SissySpacekAteMyHamster · 24/07/2019 12:12

That would definitely remain an only child!

howabout · 24/07/2019 12:15

5 minute roast.

Leg of lamb / beef joint and unpeeled baby potatoes drizzled in oil all bunged in the oven for 1-1.5 hours at 170-180. Frozen veg in boiling water extra 5 mins before serving or bagged salad.

2 options.

  1. It is this easy and actually YABU not to have bunged the meat and potatoes in the oven while everyone was playing pass the parcel with the baby

OR

  1. An "acceptable" roast is a very complicated thing which only highly trained individuals can prepare. The day had already gone pear shaped BEFORE visitors arrived so alternative plan should have been worked on arrival or ideally agreed between you and DP before visitors arrived.

Either way YABU but so are ALL the other adults for only thinking of their stomachs 5 minutes before feeding time and just assuming food would magically appear.

Also YABVVVU for not having sent DP to the shop with a list to get the ingredients in the first place.

namechangedforthis1980 · 24/07/2019 12:16

Well he sounds like a peach doesn't he?
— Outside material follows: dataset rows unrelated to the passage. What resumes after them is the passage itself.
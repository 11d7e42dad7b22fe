//! Strong name tokens.
//!
//! A strong name token is the short form of an assembly's public key: the last 8 bytes of the
//! SHA-1 hash of the full public key blob, in reversed byte order. Keys shipped with the .NET
//! SDK, and the ECMA pseudo-key, are looked up in a fixed table before anything is hashed.
//!
//! A public key blob starts with a 12-byte header of three little-endian `u32` values
//! (signature algorithm, hash algorithm, key length) followed by the key itself.
//!
//! # Examples
//!
//! ```rust
//! use dotlink::metadata::identity::StrongNameToken;
//!
//! let ecma = [0u8, 0, 0, 0, 0, 0, 0, 0, 4, 0, 0, 0, 0, 0, 0, 0];
//! let token = StrongNameToken::from_public_key(&ecma)?;
//! assert_eq!(token.to_string(), "b77a5c561934e089");
//! # Ok::<(), dotlink::Error>(())
//! ```
//!
//! ## Reference
//! * [ECMA-335 Partition II, Section 6.2.1.3](https://ecma-international.org/wp-content/uploads/ECMA-335_6th_edition_june_2012.pdf) - Originator's public key

use std::fmt;

use sha1::{Digest, Sha1};

use crate::{utils::Parser, Error, Result};

/// Size of a strong name token in bytes
pub const STRONG_NAME_TOKEN_SIZE: usize = 8;

/// Size of the public key blob header
const PUBLIC_KEY_HEADER_SIZE: usize = 12;

const ALG_CLASS_MASK: u32 = 7 << 13;
const ALG_CLASS_SIGNATURE: u32 = 1 << 13;
const ALG_CLASS_HASH: u32 = 4 << 13;
const ALG_SID_MASK: u32 = 511;
const ALG_SID_SHA1: u32 = 4;

/// `PUBLICKEYBLOB`, the first byte of every key that follows the header
const PUBLIC_KEY_BLOB: u8 = 0x06;

/// The ECMA pseudo public key
pub const ECMA_PUBLIC_KEY: [u8; 16] = [0, 0, 0, 0, 0, 0, 0, 0, 4, 0, 0, 0, 0, 0, 0, 0];
const ECMA_TOKEN: [u8; 8] = [0xb7, 0x7a, 0x5c, 0x56, 0x19, 0x34, 0xe0, 0x89];

/// SDK strong name key `Microsoft`
const MICROSOFT_KEY: [u8; 160] = [
    0x00, 0x24, 0x00, 0x00, 0x04, 0x80, 0x00, 0x00, 0x94, 0x00, 0x00, 0x00, 0x06, 0x02, 0x00, 0x00,
    0x00, 0x24, 0x00, 0x00, 0x52, 0x53, 0x41, 0x31, 0x00, 0x04, 0x00, 0x00, 0x01, 0x00, 0x01, 0x00,
    0x07, 0xd1, 0xfa, 0x57, 0xc4, 0xae, 0xd9, 0xf0, 0xa3, 0x2e, 0x84, 0xaa, 0x0f, 0xae, 0xfd, 0x0d,
    0xe9, 0xe8, 0xfd, 0x6a, 0xec, 0x8f, 0x87, 0xfb, 0x03, 0x76, 0x6c, 0x83, 0x4c, 0x99, 0x92, 0x1e,
    0xb2, 0x3b, 0xe7, 0x9a, 0xd9, 0xd5, 0xdc, 0xc1, 0xdd, 0x9a, 0xd2, 0x36, 0x13, 0x21, 0x02, 0x90,
    0x0b, 0x72, 0x3c, 0xf9, 0x80, 0x95, 0x7f, 0xc4, 0xe1, 0x77, 0x10, 0x8f, 0xc6, 0x07, 0x77, 0x4f,
    0x29, 0xe8, 0x32, 0x0e, 0x92, 0xea, 0x05, 0xec, 0xe4, 0xe8, 0x21, 0xc0, 0xa5, 0xef, 0xe8, 0xf1,
    0x64, 0x5c, 0x4c, 0x0c, 0x93, 0xc1, 0xab, 0x99, 0x28, 0x5d, 0x62, 0x2c, 0xaa, 0x65, 0x2c, 0x1d,
    0xfa, 0xd6, 0x3d, 0x74, 0x5d, 0x6f, 0x2d, 0xe5, 0xf1, 0x7e, 0x5e, 0xaf, 0x0f, 0xc4, 0x96, 0x3d,
    0x26, 0x1c, 0x8a, 0x12, 0x43, 0x65, 0x18, 0x20, 0x6d, 0xc0, 0x93, 0x34, 0x4d, 0x5a, 0xd2, 0x93,
];
const MICROSOFT_TOKEN: [u8; 8] = [0xb0, 0x3f, 0x5f, 0x7f, 0x11, 0xd5, 0x0a, 0x3a];

/// SDK strong name key `SilverlightPlatform`
const SILVERLIGHT_PLATFORM_KEY: [u8; 160] = [
    0x00, 0x24, 0x00, 0x00, 0x04, 0x80, 0x00, 0x00, 0x94, 0x00, 0x00, 0x00, 0x06, 0x02, 0x00, 0x00,
    0x00, 0x24, 0x00, 0x00, 0x52, 0x53, 0x41, 0x31, 0x00, 0x04, 0x00, 0x00, 0x01, 0x00, 0x01, 0x00,
    0x8d, 0x56, 0xc7, 0x6f, 0x9e, 0x86, 0x49, 0x38, 0x30, 0x49, 0xf3, 0x83, 0xc4, 0x4b, 0xe0, 0xec,
    0x20, 0x41, 0x81, 0x82, 0x2a, 0x6c, 0x31, 0xcf, 0x5e, 0xb7, 0xef, 0x48, 0x69, 0x44, 0xd0, 0x32,
    0x18, 0x8e, 0xa1, 0xd3, 0x92, 0x07, 0x63, 0x71, 0x2c, 0xcb, 0x12, 0xd7, 0x5f, 0xb7, 0x7e, 0x98,
    0x11, 0x14, 0x9e, 0x61, 0x48, 0xe5, 0xd3, 0x2f, 0xba, 0xab, 0x37, 0x61, 0x1c, 0x18, 0x78, 0xdd,
    0xc1, 0x9e, 0x20, 0xef, 0x13, 0x5d, 0x0c, 0xb2, 0xcf, 0xf2, 0xbf, 0xec, 0x3d, 0x11, 0x58, 0x10,
    0xc3, 0xd9, 0x06, 0x96, 0x38, 0xfe, 0x4b, 0xe2, 0x15, 0xdb, 0xf7, 0x95, 0x86, 0x19, 0x20, 0xe5,
    0xab, 0x6f, 0x7d, 0xb2, 0xe2, 0xce, 0xef, 0x13, 0x6a, 0xc2, 0x3d, 0x5d, 0xd2, 0xbf, 0x03, 0x17,
    0x00, 0xae, 0xc2, 0x32, 0xf6, 0xc6, 0xb1, 0xc7, 0x85, 0xb4, 0x30, 0x5c, 0x12, 0x3b, 0x37, 0xab,
];
const SILVERLIGHT_PLATFORM_TOKEN: [u8; 8] = [0x7c, 0xec, 0x85, 0xd7, 0xbe, 0xa7, 0x79, 0x8e];

/// SDK strong name key `MicrosoftShared`
const MICROSOFT_SHARED_KEY: [u8; 160] = [
    0x00, 0x24, 0x00, 0x00, 0x04, 0x80, 0x00, 0x00, 0x94, 0x00, 0x00, 0x00, 0x06, 0x02, 0x00, 0x00,
    0x00, 0x24, 0x00, 0x00, 0x52, 0x53, 0x41, 0x31, 0x00, 0x04, 0x00, 0x00, 0x01, 0x00, 0x01, 0x00,
    0xb5, 0xfc, 0x90, 0xe7, 0x02, 0x7f, 0x67, 0x87, 0x1e, 0x77, 0x3a, 0x8f, 0xde, 0x89, 0x38, 0xc8,
    0x1d, 0xd4, 0x02, 0xba, 0x65, 0xb9, 0x20, 0x1d, 0x60, 0x59, 0x3e, 0x96, 0xc4, 0x92, 0x65, 0x1e,
    0x88, 0x9c, 0xc1, 0x3f, 0x14, 0x15, 0xeb, 0xb5, 0x3f, 0xac, 0x11, 0x31, 0xae, 0x0b, 0xd3, 0x33,
    0xc5, 0xee, 0x60, 0x21, 0x67, 0x2d, 0x97, 0x18, 0xea, 0x31, 0xa8, 0xae, 0xbd, 0x0d, 0xa0, 0x07,
    0x2f, 0x25, 0xd8, 0x7d, 0xba, 0x6f, 0xc9, 0x0f, 0xfd, 0x59, 0x8e, 0xd4, 0xda, 0x35, 0xe4, 0x4c,
    0x39, 0x8c, 0x45, 0x43, 0x07, 0xe8, 0xe3, 0x3b, 0x84, 0x26, 0x14, 0x3d, 0xae, 0xc9, 0xf5, 0x96,
    0x83, 0x6f, 0x97, 0xc8, 0xf7, 0x47, 0x50, 0xe5, 0x97, 0x5c, 0x64, 0xe2, 0x18, 0x9f, 0x45, 0xde,
    0xf4, 0x6b, 0x2a, 0x2b, 0x12, 0x47, 0xad, 0xc3, 0x65, 0x2b, 0xf5, 0xc3, 0x08, 0x05, 0x5d, 0xa9,
];
const MICROSOFT_SHARED_TOKEN: [u8; 8] = [0x31, 0xbf, 0x38, 0x56, 0xad, 0x36, 0x4e, 0x35];

/// SDK strong name key `MicrosoftAspNetCore`
const ASP_NET_CORE_KEY: [u8; 160] = [
    0x00, 0x24, 0x00, 0x00, 0x04, 0x80, 0x00, 0x00, 0x94, 0x00, 0x00, 0x00, 0x06, 0x02, 0x00, 0x00,
    0x00, 0x24, 0x00, 0x00, 0x52, 0x53, 0x41, 0x31, 0x00, 0x04, 0x00, 0x00, 0x01, 0x00, 0x01, 0x00,
    0xf3, 0x3a, 0x29, 0x04, 0x4f, 0xa9, 0xd7, 0x40, 0xc9, 0xb3, 0x21, 0x3a, 0x93, 0xe5, 0x7c, 0x84,
    0xb4, 0x72, 0xc8, 0x4e, 0x0b, 0x8a, 0x0e, 0x1a, 0xe4, 0x8e, 0x67, 0xa9, 0xf8, 0xf6, 0xde, 0x9d,
    0x5f, 0x7f, 0x3d, 0x52, 0xac, 0x23, 0xe4, 0x8a, 0xc5, 0x18, 0x01, 0xf1, 0xdc, 0x95, 0x0a, 0xbe,
    0x90, 0x1d, 0xa3, 0x4d, 0x2a, 0x9e, 0x3b, 0xaa, 0xdb, 0x14, 0x1a, 0x17, 0xc7, 0x7e, 0xf3, 0xc5,
    0x65, 0xdd, 0x5e, 0xe5, 0x05, 0x4b, 0x91, 0xcf, 0x63, 0xbb, 0x3c, 0x6a, 0xb8, 0x3f, 0x72, 0xab,
    0x3a, 0xaf, 0xe9, 0x3d, 0x0f, 0xc3, 0xc2, 0x34, 0x8b, 0x76, 0x4f, 0xaf, 0xb0, 0xb1, 0xc0, 0x73,
    0x3d, 0xe5, 0x14, 0x59, 0xae, 0xab, 0x46, 0x58, 0x03, 0x84, 0xbf, 0x9d, 0x74, 0xc4, 0xe2, 0x81,
    0x64, 0xb7, 0xcd, 0xe2, 0x47, 0xf8, 0x91, 0xba, 0x07, 0x89, 0x1c, 0x9d, 0x87, 0x2a, 0xd2, 0xbb,
];
const ASP_NET_CORE_TOKEN: [u8; 8] = [0xad, 0xb9, 0x79, 0x38, 0x29, 0xdd, 0xae, 0x60];

/// SDK strong name key `Open`
const OPEN_KEY: [u8; 160] = [
    0x00, 0x24, 0x00, 0x00, 0x04, 0x80, 0x00, 0x00, 0x94, 0x00, 0x00, 0x00, 0x06, 0x02, 0x00, 0x00,
    0x00, 0x24, 0x00, 0x00, 0x52, 0x53, 0x41, 0x31, 0x00, 0x04, 0x00, 0x00, 0x01, 0x00, 0x01, 0x00,
    0x4b, 0x86, 0xc4, 0xcb, 0x78, 0x54, 0x9b, 0x34, 0xba, 0xb6, 0x1a, 0x3b, 0x18, 0x00, 0xe2, 0x3b,
    0xfe, 0xb5, 0xb3, 0xec, 0x39, 0x00, 0x74, 0x04, 0x15, 0x36, 0xa7, 0xe3, 0xcb, 0xd9, 0x7f, 0x5f,
    0x04, 0xcf, 0x0f, 0x85, 0x71, 0x55, 0xa8, 0x92, 0x8e, 0xaa, 0x29, 0xeb, 0xfd, 0x11, 0xcf, 0xbb,
    0xad, 0x3b, 0xa7, 0x0e, 0xfe, 0xa7, 0xbd, 0xa3, 0x22, 0x6c, 0x6a, 0x8d, 0x37, 0x0a, 0x4c, 0xd3,
    0x03, 0xf7, 0x14, 0x48, 0x6b, 0x6e, 0xbc, 0x22, 0x59, 0x85, 0xa6, 0x38, 0x47, 0x1e, 0x6e, 0xf5,
    0x71, 0xcc, 0x92, 0xa4, 0x61, 0x3c, 0x00, 0xb8, 0xfa, 0x65, 0xd6, 0x1c, 0xce, 0xe0, 0xcb, 0xe5,
    0xf3, 0x63, 0x30, 0xc9, 0xa0, 0x1f, 0x41, 0x83, 0x55, 0x9f, 0x1b, 0xef, 0x24, 0xcc, 0x29, 0x17,
    0xc6, 0xd9, 0x13, 0xe3, 0xa5, 0x41, 0x33, 0x3a, 0x1d, 0x05, 0xd9, 0xbe, 0xd2, 0x2b, 0x38, 0xcb,
];
const OPEN_TOKEN: [u8; 8] = [0xcc, 0x7b, 0x13, 0xff, 0xcd, 0x2d, 0xdd, 0x51];

/// Full key blobs whose tokens are known without hashing
static WELL_KNOWN_KEYS: [(&[u8], [u8; 8]); 6] = [
    (&ECMA_PUBLIC_KEY, ECMA_TOKEN),
    (&MICROSOFT_KEY, MICROSOFT_TOKEN),
    (&SILVERLIGHT_PLATFORM_KEY, SILVERLIGHT_PLATFORM_TOKEN),
    (&MICROSOFT_SHARED_KEY, MICROSOFT_SHARED_TOKEN),
    (&ASP_NET_CORE_KEY, ASP_NET_CORE_TOKEN),
    (&OPEN_KEY, OPEN_TOKEN),
];

/// The 8-byte short form of a public key
#[derive(Clone, Copy, PartialEq, Eq, Hash)]
pub struct StrongNameToken([u8; STRONG_NAME_TOKEN_SIZE]);

impl StrongNameToken {
    /// Wrap raw token bytes
    #[must_use]
    pub fn new(bytes: [u8; STRONG_NAME_TOKEN_SIZE]) -> Self {
        StrongNameToken(bytes)
    }

    /// Read a token from a `PublicKeyOrToken` blob that holds one
    ///
    /// # Errors
    /// Returns [`Error::InvalidPublicKey`] if the blob is not exactly 8 bytes long.
    pub fn from_bytes(data: &[u8]) -> Result<Self> {
        let bytes: [u8; STRONG_NAME_TOKEN_SIZE] =
            data.try_into().map_err(|_| Error::InvalidPublicKey)?;
        Ok(StrongNameToken(bytes))
    }

    /// Compute the token of a full public key blob.
    ///
    /// Well-known keys resolve through a table lookup; this is also the only way the ECMA
    /// pseudo-key resolves, since it fails blob validation. Any other blob must carry a
    /// consistent header and a `PUBLICKEYBLOB` key before it is hashed.
    ///
    /// # Errors
    /// Returns [`Error::InvalidPublicKey`] if the blob is malformed.
    pub fn from_public_key(blob: &[u8]) -> Result<Self> {
        if let Some((_, token)) = WELL_KNOWN_KEYS.iter().find(|(key, _)| *key == blob) {
            return Ok(StrongNameToken(*token));
        }

        validate_public_key(blob)?;

        let mut hasher = Sha1::new();
        hasher.update(blob);
        let hash = hasher.finalize();

        let mut token = [0u8; STRONG_NAME_TOKEN_SIZE];
        token.copy_from_slice(&hash[hash.len() - STRONG_NAME_TOKEN_SIZE..]);
        token.reverse();

        Ok(StrongNameToken(token))
    }

    /// The token bytes in blob order
    #[must_use]
    pub fn as_bytes(&self) -> &[u8; STRONG_NAME_TOKEN_SIZE] {
        &self.0
    }
}

fn validate_public_key(blob: &[u8]) -> Result<()> {
    if blob.len() < PUBLIC_KEY_HEADER_SIZE {
        return Err(Error::InvalidPublicKey);
    }

    let mut parser = Parser::new(blob);
    let sig_alg_id = parser.read_u32_le()?;
    let hash_alg_id = parser.read_u32_le()?;
    let key_length = parser.read_u32_le()? as usize;

    if key_length != blob.len() - PUBLIC_KEY_HEADER_SIZE {
        return Err(Error::InvalidPublicKey);
    }

    if hash_alg_id != 0
        && (hash_alg_id & ALG_CLASS_MASK != ALG_CLASS_HASH
            || hash_alg_id & ALG_SID_MASK < ALG_SID_SHA1)
    {
        return Err(Error::InvalidPublicKey);
    }

    if sig_alg_id != 0 && sig_alg_id & ALG_CLASS_MASK != ALG_CLASS_SIGNATURE {
        return Err(Error::InvalidPublicKey);
    }

    if key_length == 0 || parser.read_u8()? != PUBLIC_KEY_BLOB {
        return Err(Error::InvalidPublicKey);
    }

    Ok(())
}

impl fmt::Display for StrongNameToken {
    fn fmt(&self, f: &mut fmt::Formatter<'_>) -> fmt::Result {
        for byte in self.0 {
            write!(f, "{:02x}", byte)?;
        }
        Ok(())
    }
}

impl fmt::Debug for StrongNameToken {
    fn fmt(&self, f: &mut fmt::Formatter<'_>) -> fmt::Result {
        write!(f, "StrongNameToken({})", self)
    }
}

#[cfg(test)]
mod tests {
    use super::*;

    fn hashed(blob: &[u8]) -> StrongNameToken {
        validate_public_key(blob).unwrap();
        let hash = Sha1::digest(blob);
        let mut token = [0u8; 8];
        token.copy_from_slice(&hash[12..]);
        token.reverse();
        StrongNameToken(token)
    }

    #[test]
    fn test_ecma_key() {
        let token = StrongNameToken::from_public_key(&ECMA_PUBLIC_KEY).unwrap();
        assert_eq!(token.as_bytes(), &ECMA_TOKEN);
        assert!(validate_public_key(&ECMA_PUBLIC_KEY).is_err());
    }

    #[test]
    fn test_well_known_keys_match_hash() {
        for (key, token) in WELL_KNOWN_KEYS.iter().skip(1) {
            assert_eq!(hashed(key).as_bytes(), token);
            assert_eq!(StrongNameToken::from_public_key(key).unwrap().as_bytes(), token);
        }
    }

    #[test]
    fn test_microsoft_key() {
        let token = StrongNameToken::from_public_key(&MICROSOFT_KEY).unwrap();
        assert_eq!(token.to_string(), "b03f5f7f11d50a3a");
    }

    #[test]
    fn test_microsoft_shared_key() {
        let token = StrongNameToken::from_public_key(&MICROSOFT_SHARED_KEY).unwrap();
        assert_eq!(token.as_bytes(), &MICROSOFT_SHARED_TOKEN);
        assert_eq!(token.to_string(), "31bf3856ad364e35");
    }

    #[test]
    fn test_hashed_key() {
        let mut key = MICROSOFT_KEY.to_vec();
        key[40] ^= 0xFF;

        let token = StrongNameToken::from_public_key(&key).unwrap();
        assert_ne!(token.as_bytes(), &MICROSOFT_TOKEN);
        assert_eq!(token, hashed(&key));
    }

    #[test]
    fn test_invalid_keys() {
        assert!(matches!(
            StrongNameToken::from_public_key(&[0; 11]),
            Err(Error::InvalidPublicKey)
        ));

        // length field disagrees with the blob
        let mut key = MICROSOFT_KEY.to_vec();
        key.push(0);
        assert!(StrongNameToken::from_public_key(&key).is_err());

        // hash algorithm of the wrong class
        let mut key = MICROSOFT_KEY.to_vec();
        key[5] = 0x20;
        assert!(StrongNameToken::from_public_key(&key).is_err());

        // hash algorithm weaker than SHA-1
        let mut key = MICROSOFT_KEY.to_vec();
        key[4] = 0x03;
        assert!(StrongNameToken::from_public_key(&key).is_err());

        // signature algorithm of the wrong class
        let mut key = MICROSOFT_KEY.to_vec();
        key[1] = 0x80;
        assert!(StrongNameToken::from_public_key(&key).is_err());

        // key is not a PUBLICKEYBLOB
        let mut key = MICROSOFT_KEY.to_vec();
        key[12] = 0x07;
        assert!(StrongNameToken::from_public_key(&key).is_err());

        // empty key
        assert!(StrongNameToken::from_public_key(&[0; 12]).is_err());
    }

    #[test]
    fn test_zero_algorithms_are_accepted() {
        let mut key = MICROSOFT_KEY.to_vec();
        key[..8].fill(0);
        assert_eq!(
            StrongNameToken::from_public_key(&key).unwrap(),
            hashed(&key)
        );
    }

    #[test]
    fn test_from_bytes() {
        let token = StrongNameToken::from_bytes(&ECMA_TOKEN).unwrap();
        assert_eq!(token.as_bytes(), &ECMA_TOKEN);
        assert!(StrongNameToken::from_bytes(&[1, 2, 3]).is_err());
    }
}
Don't dwell on it OP, you did the right thing. I can't believe anyone expected you to cook!

Celebelly · 24/07/2019 12:17

This is absurd! When my parents came to visit me three weeks postpartum, they did all the cooking and left meals for the freezer! If they wanted the roast so much, they could have made it themselves.

AE18 · 24/07/2019 12:19

Omg how ridiculous. No WAY would I expect a new mother to cook a roast for a group, and he tells you you're lazy when he was too busy playing games to help? What an awful, old fashioned, misogynistic group of people, him being the worst one.

Celebelly · 24/07/2019 12:21

Also my DP isn't a great cook but he did all the housework and cooking for the first month and still does most of it five months on. It wasn't haute cuisine but it was fine. He made an effort to learn how to make some things for us, because he wanted to do what he could!